#### ACTION ITEM:
Copy the lines below exactly. Start at the first and finish with the line containing "const COORDINATOR_NODE: NodeId = 0;".

(Collected data)
((

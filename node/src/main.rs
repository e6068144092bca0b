use std::{
    env, fs,
    io::{self, BufWriter, Write},
    num::NonZeroUsize,
    path::PathBuf,
    process,
    sync::Arc,
};

use comms::{LocalRoster, Mediator, Membership, NodeId};
use coordinator::{
    Collaborators, Coordinator, CoordinatorHandle, ExampleBatch, FeedEvent, Topics, TrainConfig,
};
use log::{debug, error, info};
use model::{Example, ExamplePair, NetParams, NetSpec, NetVariant, Reducible};
use ndarray::Array2;
use tokio::sync::mpsc;
use worker::WorkerLoop;

const COORDINATOR_NODE: NodeId = 0;
const BROADCAST_TOPIC: &str = "model.broadcast";
const CONTROL_TOPIC: &str = "model.control";
const MEDIATOR_CAPACITY: usize = 64;

const SEED: u64 = 42;
const L2: f32 = 0.001;
const MOMENTUM: f32 = 0.9;
const N_IN: usize = 4;
const N_OUT: usize = 2;
const HIDDEN: [usize; 1] = [8];

struct Args {
    partition: NonZeroUsize,
    epochs: usize,
    out: PathBuf,
}

fn parse_args() -> Args {
    let args: Vec<String> = env::args().collect();

    if args.len() < 3 {
        eprintln!("Usage: {} <partition> <epochs> [snapshot_path]", args[0]);
        process::exit(1);
    }

    let partition = args[1]
        .parse::<usize>()
        .ok()
        .and_then(NonZeroUsize::new)
        .unwrap_or_else(|| {
            eprintln!("partition must be a positive integer, got {:?}", args[1]);
            process::exit(1);
        });

    let epochs = args[2].parse::<usize>().unwrap_or_else(|_| {
        eprintln!("epochs must be an integer, got {:?}", args[2]);
        process::exit(1);
    });

    let out = args
        .get(3)
        .map(PathBuf::from)
        .unwrap_or_else(|| PathBuf::from("snapshot.bin"));

    Args {
        partition,
        epochs,
        out,
    }
}

/// Deterministic demo dataset; real data loading lives outside this binary.
/// Two rows per partition slot so round-robin reaches every worker.
fn demo_batch(rows: usize) -> ExampleBatch {
    let inputs = Array2::from_shape_fn((rows, N_IN), |(i, j)| (i + j) as f32 / 10.0);
    let labels = Array2::from_shape_fn((rows, N_OUT), |(i, j)| ((i + j) % 2) as f32);

    // The shapes above always match on rows.
    match ExamplePair::new(inputs, labels) {
        Ok(pair) => ExampleBatch::Pair(pair),
        Err(e) => unreachable!("demo dataset is malformed: {e}"),
    }
}

/// Replays the dataset into the coordinator on every reset request.
async fn run_feed(
    handle: CoordinatorHandle<NetParams>,
    mut feed_rx: mpsc::UnboundedReceiver<FeedEvent<NetParams>>,
    rows: usize,
) {
    handle.examples(demo_batch(rows));

    while let Some(event) = feed_rx.recv().await {
        match event {
            FeedEvent::Reset => {
                debug!("reset requested, replaying dataset");
                handle.examples(demo_batch(rows));
            }
            FeedEvent::Advance(_) => {
                debug!("epoch boundary acknowledged");
            }
        }
    }
}

/// Assigns dispatched unit rows to workers round-robin.
async fn run_dispatcher(
    mut dispatch_rx: mpsc::UnboundedReceiver<Example>,
    unit_txs: Vec<mpsc::UnboundedSender<Example>>,
) {
    let mut next = 0;

    while let Some(unit) = dispatch_rx.recv().await {
        if unit_txs[next % unit_txs.len()].send(unit).is_err() {
            debug!("worker gone, dispatcher stopping");
            break;
        }
        next += 1;
    }
}

#[tokio::main]
async fn main() -> io::Result<()> {
    env_logger::init();
    let args = parse_args();

    let net = match NetSpec::new(
        SEED,
        L2,
        MOMENTUM,
        N_IN,
        N_OUT,
        Some(HIDDEN.to_vec()),
        NetVariant::Deep,
    ) {
        Ok(net) => net,
        Err(e) => {
            error!("invalid network spec: {e}");
            process::exit(1);
        }
    };
    let config = TrainConfig::new(net, args.epochs, args.partition);

    let initial = match NetParams::seeded(config.net()) {
        Ok(params) => params,
        Err(e) => {
            error!("failed to build the initial snapshot: {e}");
            process::exit(1);
        }
    };
    info!(
        params = initial.param_count(),
        partition = args.partition.get(),
        epochs = args.epochs;
        "node starting"
    );

    let mediator = Arc::new(Mediator::new(MEDIATOR_CAPACITY));
    let roster = Arc::new(LocalRoster::new());
    roster.join(COORDINATOR_NODE);

    let (feed_tx, feed_rx) = mpsc::unbounded_channel();
    let (dispatch_tx, dispatch_rx) = mpsc::unbounded_channel();

    let (coordinator, handle) = Coordinator::new(
        &config,
        Topics::new(BROADCAST_TOPIC, CONTROL_TOPIC),
        COORDINATOR_NODE,
        initial,
        Collaborators {
            mediator: Arc::clone(&mediator),
            membership: Arc::clone(&roster) as Arc<dyn Membership>,
            feed: feed_tx,
            dispatch: dispatch_tx,
        },
    );

    // Co-located workers, one per partition slot. The compute stands in for
    // a real trainer: it nudges the received snapshot by a per-worker factor.
    let mut unit_txs = Vec::with_capacity(args.partition.get());
    for id in 1..=args.partition.get() {
        let (bulletins, ack) = mediator.subscribe(BROADCAST_TOPIC);
        handle.ack(ack);
        roster.join(id);

        let (unit_tx, unit_rx) = mpsc::unbounded_channel();
        unit_txs.push(unit_tx);

        let factor = 1.0 - 0.01 * id as f32;
        let compute = move |snapshot: &NetParams, units: &[Example]| {
            debug!(worker_id = id, units = units.len(); "computing partial update");
            let mut update = snapshot.clone();
            update.scale(factor);
            update
        };

        let loop_ = WorkerLoop::new(id, bulletins, unit_rx, handle.clone(), compute);
        tokio::spawn(loop_.run());
    }

    tokio::spawn(run_feed(handle.clone(), feed_rx, args.partition.get() * 2));
    tokio::spawn(run_dispatcher(dispatch_rx, unit_txs));

    let snapshot = coordinator.run().await?;

    let file = fs::File::create(&args.out)?;
    let mut sink = BufWriter::new(file);
    snapshot.write_to(&mut sink)?;
    sink.flush()?;
    info!(path = args.out.display().to_string().as_str(); "final snapshot written");

    Ok(())
}
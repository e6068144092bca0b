use std::io::{self, Write};

/// Capability surface the coordination layer needs from a model snapshot.
///
/// The merge must be associative and commutative up to floating-point
/// rounding, so that the order in which worker contributions are folded does
/// not matter. Snapshots are shared read-only across tasks once handed out,
/// hence `Sync`.
pub trait Reducible: Clone + Send + Sync + 'static {
    /// Folds another snapshot into this one, elementwise.
    fn merge(&mut self, other: &Self);

    /// Scales every numeric component by `factor`.
    fn scale(&mut self, factor: f32);

    /// Writes the snapshot to a binary sink.
    ///
    /// # Errors
    /// Returns the underlying I/O error if the sink rejects a write.
    fn write_to<W: Write>(&self, sink: &mut W) -> io::Result<()>;
}
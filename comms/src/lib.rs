mod mediator;
mod membership;

pub use mediator::{Mediator, SubscribeAck};
pub use membership::{LocalRoster, Membership, NodeId, NodeStatus};
use std::collections::HashMap;

use log::debug;
use parking_lot::RwLock;
use tokio::sync::broadcast;

/// Informational receipt returned on subscription.
///
/// Carries no delivery guarantee; consumers treat it as log material only.
#[derive(Debug, Clone)]
pub struct SubscribeAck {
    topic: String,
    subscribers: usize,
}

impl SubscribeAck {
    pub fn topic(&self) -> &str {
        &self.topic
    }

    /// Subscriber count on the topic at the time of subscription, this
    /// subscription included.
    pub fn subscribers(&self) -> usize {
        self.subscribers
    }
}

/// Topic-addressed pub/sub fabric for in-process broadcasts.
///
/// Delivery is best-effort: publishing never blocks or awaits receivers, a
/// topic without subscribers swallows the message, and a subscriber that
/// lags beyond the channel capacity loses the oldest messages.
pub struct Mediator<T> {
    topics: RwLock<HashMap<String, broadcast::Sender<T>>>,
    capacity: usize,
}

impl<T: Clone> Mediator<T> {
    /// Creates a new mediator.
    ///
    /// # Arguments
    /// * `capacity` - Per-topic buffer size before slow subscribers lag.
    pub fn new(capacity: usize) -> Self {
        Self {
            topics: RwLock::new(HashMap::new()),
            capacity,
        }
    }

    /// Registers a subscriber on `topic`, creating the topic if needed.
    pub fn subscribe(&self, topic: &str) -> (broadcast::Receiver<T>, SubscribeAck) {
        let mut topics = self.topics.write();
        let sender = topics
            .entry(topic.to_owned())
            .or_insert_with(|| broadcast::channel(self.capacity).0);

        let rx = sender.subscribe();
        let ack = SubscribeAck {
            topic: topic.to_owned(),
            subscribers: sender.receiver_count(),
        };

        (rx, ack)
    }

    /// Publishes `msg` to every current subscriber of `topic`, fire-and-forget.
    ///
    /// # Returns
    /// The number of subscribers the message was handed to. Zero means the
    /// message went nowhere, which is not an error.
    pub fn publish(&self, topic: &str, msg: T) -> usize {
        let topics = self.topics.read();
        let Some(sender) = topics.get(topic) else {
            debug!(topic = topic; "publish on unknown topic dropped");
            return 0;
        };

        match sender.send(msg) {
            Ok(delivered) => delivered,
            Err(_) => {
                debug!(topic = topic; "publish without subscribers dropped");
                0
            }
        }
    }

    /// Current subscriber count on `topic`.
    pub fn subscriber_count(&self, topic: &str) -> usize {
        self.topics
            .read()
            .get(topic)
            .map_or(0, broadcast::Sender::receiver_count)
    }
}

#[cfg(test)]
mod tests {
    use super::*;

    #[tokio::test]
    async fn publish_reaches_every_subscriber() {
        let mediator = Mediator::new(8);
        let (mut rx1, ack1) = mediator.subscribe("updates");
        let (mut rx2, ack2) = mediator.subscribe("updates");

        assert_eq!(ack1.subscribers(), 1);
        assert_eq!(ack2.subscribers(), 2);
        assert_eq!(ack2.topic(), "updates");

        assert_eq!(mediator.publish("updates", 17u32), 2);
        assert_eq!(rx1.recv().await.unwrap(), 17);
        assert_eq!(rx2.recv().await.unwrap(), 17);
    }

    #[test]
    fn publish_without_subscribers_is_dropped() {
        let mediator = Mediator::<u32>::new(8);
        assert_eq!(mediator.publish("nowhere", 1), 0);

        let (rx, _) = mediator.subscribe("somewhere");
        drop(rx);
        assert_eq!(mediator.publish("somewhere", 1), 0);
    }

    #[test]
    fn topics_are_isolated() {
        let mediator = Mediator::new(8);
        let (mut rx, _) = mediator.subscribe("a");
        mediator.publish("b", 5u32);
        assert!(rx.try_recv().is_err());
    }
}
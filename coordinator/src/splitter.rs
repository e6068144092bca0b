use model::{Example, ExamplePair};

use crate::msg::ExampleBatch;

/// Decomposes a batch into one unit of work per example row.
///
/// Row order is preserved and the unit count always equals the row count of
/// the batch; nothing is dropped, merged, or deduplicated.
pub fn split_rows(batch: ExampleBatch) -> Vec<Example> {
    match batch {
        ExampleBatch::Pair(pair) => split_pair(pair),
        ExampleBatch::List(pairs) => pairs.into_iter().flat_map(split_pair).collect(),
    }
}

fn split_pair(pair: ExamplePair) -> Vec<Example> {
    let (inputs, labels) = pair.into_parts();

    inputs
        .outer_iter()
        .zip(labels.outer_iter())
        .map(|(input, label)| Example::new(input.to_owned(), label.to_owned()))
        .collect()
}

#[cfg(test)]
mod tests {
    use ndarray::array;

    use super::*;

    #[test]
    fn pair_splits_into_one_unit_per_row() {
        let pair = ExamplePair::new(
            array![[1.0, 2.0], [3.0, 4.0], [5.0, 6.0]],
            array![[1.0], [0.0], [1.0]],
        )
        .unwrap();

        let units = split_rows(ExampleBatch::Pair(pair));
        assert_eq!(units.len(), 3);
        assert_eq!(units[0].input, array![1.0, 2.0]);
        assert_eq!(units[0].label, array![1.0]);
        assert_eq!(units[2].input, array![5.0, 6.0]);
        assert_eq!(units[2].label, array![1.0]);
    }

    #[test]
    fn list_preserves_pair_and_row_order() {
        let first = ExamplePair::new(array![[1.0], [2.0]], array![[10.0], [20.0]]).unwrap();
        let second = ExamplePair::new(array![[3.0]], array![[30.0]]).unwrap();

        let units = split_rows(ExampleBatch::List(vec![first, second]));
        assert_eq!(units.len(), 3);

        let inputs: Vec<f32> = units.iter().map(|u| u.input[0]).collect();
        assert_eq!(inputs, vec![1.0, 2.0, 3.0]);
        let labels: Vec<f32> = units.iter().map(|u| u.label[0]).collect();
        assert_eq!(labels, vec![10.0, 20.0, 30.0]);
    }

    #[test]
    fn empty_batch_yields_no_units() {
        let units = split_rows(ExampleBatch::List(vec![]));
        assert!(units.is_empty());
    }
}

))

#### TASK OUTPUT:
filename node/src/main.rs
repository e6068144092bca0b
use std::{
    env, fs,
    io::{self, BufWriter, Write},
    num::NonZeroUsize,
    path::PathBuf,
    process,
    sync::Arc,
};

use comms::{LocalRoster, Mediator, Membership, NodeId};
use coordinator::{
    Collaborators, Coordinator, CoordinatorHandle, ExampleBatch, FeedEvent, Topics, TrainConfig,
};
use log::{debug, error, info};
use model::{Example, ExamplePair, NetParams, NetSpec, NetVariant, Reducible};
use ndarray::Array2;
use tokio::sync::mpsc;
use worker::WorkerLoop;

const COORDINATOR_NODE: NodeId = 0;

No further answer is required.